**Prompt**
Gather, from the data below, each line in which the word "MissingApi" occurs.

**Excerpted records**
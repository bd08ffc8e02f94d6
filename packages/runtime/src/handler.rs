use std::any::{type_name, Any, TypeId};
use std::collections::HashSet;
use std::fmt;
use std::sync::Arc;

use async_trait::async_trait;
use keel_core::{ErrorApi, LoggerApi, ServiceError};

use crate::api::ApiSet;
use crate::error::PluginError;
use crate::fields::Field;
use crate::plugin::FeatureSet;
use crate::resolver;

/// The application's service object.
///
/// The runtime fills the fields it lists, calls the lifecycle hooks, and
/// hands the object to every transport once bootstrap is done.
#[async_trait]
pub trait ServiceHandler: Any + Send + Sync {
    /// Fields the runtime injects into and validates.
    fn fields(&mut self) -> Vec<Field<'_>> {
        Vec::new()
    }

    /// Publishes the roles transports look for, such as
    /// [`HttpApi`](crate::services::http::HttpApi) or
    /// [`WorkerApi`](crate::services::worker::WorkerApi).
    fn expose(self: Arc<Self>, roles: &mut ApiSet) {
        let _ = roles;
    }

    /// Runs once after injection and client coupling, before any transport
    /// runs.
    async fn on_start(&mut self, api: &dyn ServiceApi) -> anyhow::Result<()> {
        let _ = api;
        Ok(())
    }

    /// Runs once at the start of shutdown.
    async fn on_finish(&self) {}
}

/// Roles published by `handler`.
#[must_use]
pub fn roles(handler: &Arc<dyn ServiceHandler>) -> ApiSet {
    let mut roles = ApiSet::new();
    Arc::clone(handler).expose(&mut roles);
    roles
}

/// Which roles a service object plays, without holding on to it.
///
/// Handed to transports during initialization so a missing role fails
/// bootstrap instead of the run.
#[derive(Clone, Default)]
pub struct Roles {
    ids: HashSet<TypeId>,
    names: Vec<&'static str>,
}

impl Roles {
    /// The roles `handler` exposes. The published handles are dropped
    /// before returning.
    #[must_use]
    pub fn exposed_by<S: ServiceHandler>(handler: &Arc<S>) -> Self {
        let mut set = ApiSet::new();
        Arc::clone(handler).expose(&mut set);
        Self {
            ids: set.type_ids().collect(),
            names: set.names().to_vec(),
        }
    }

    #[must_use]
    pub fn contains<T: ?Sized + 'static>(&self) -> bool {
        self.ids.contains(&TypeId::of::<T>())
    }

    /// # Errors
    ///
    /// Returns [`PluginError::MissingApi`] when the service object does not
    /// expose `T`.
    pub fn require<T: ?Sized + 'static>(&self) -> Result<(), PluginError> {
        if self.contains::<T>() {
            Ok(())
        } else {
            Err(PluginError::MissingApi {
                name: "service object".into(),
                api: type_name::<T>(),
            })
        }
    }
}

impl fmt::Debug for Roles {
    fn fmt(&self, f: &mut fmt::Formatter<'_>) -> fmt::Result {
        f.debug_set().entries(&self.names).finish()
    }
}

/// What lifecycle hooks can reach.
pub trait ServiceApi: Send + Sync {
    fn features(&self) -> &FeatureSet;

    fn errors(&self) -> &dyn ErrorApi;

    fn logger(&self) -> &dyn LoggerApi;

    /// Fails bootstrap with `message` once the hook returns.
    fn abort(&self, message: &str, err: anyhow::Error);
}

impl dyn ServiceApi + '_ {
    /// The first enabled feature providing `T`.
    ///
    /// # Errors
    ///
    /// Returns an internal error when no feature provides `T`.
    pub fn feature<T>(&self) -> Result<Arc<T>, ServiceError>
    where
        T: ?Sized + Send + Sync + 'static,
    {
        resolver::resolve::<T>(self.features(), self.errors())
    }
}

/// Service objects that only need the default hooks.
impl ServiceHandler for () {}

**Result for this task**
    /// Returns [`PluginError::MissingApi`] when the service object does not
            Err(PluginError::MissingApi {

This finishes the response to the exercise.